Line by line, give the data again exactly as it appears.

-*-

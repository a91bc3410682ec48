//! Color correction pipeline keys.

crate::metadata_key!(COLOR_CORRECTION_MODE, {
	name: "android.colorCorrection.mode",
	type: I32,
	section: Request,
	description: "How the color mapping from sensor RGB to output RGB is chosen",
});
//! Tonemap curve keys.

crate::metadata_key!(TONEMAP_MODE, {
	name: "android.tonemap.mode",
	type: I32,
	section: Request,
	description: "How the tonemap curve for this capture is chosen",
});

-*-

● **Answer to the problem**:
repository a91bc3410682ec48
//! Color correction pipeline keys.

crate::metadata_key!(COLOR_CORRECTION_MODE, {
	name: "android.colorCorrection.mode",
	type: I32,
	section: Request,
	description: "How the color mapping from sensor RGB to output RGB is chosen",
});
//! Tonemap curve keys.

crate::metadata_key!(TONEMAP_MODE, {
	name: "android.tonemap.mode",
	type: I32,
	section: Request,
	description: "How the tonemap curve for this capture is chosen",
});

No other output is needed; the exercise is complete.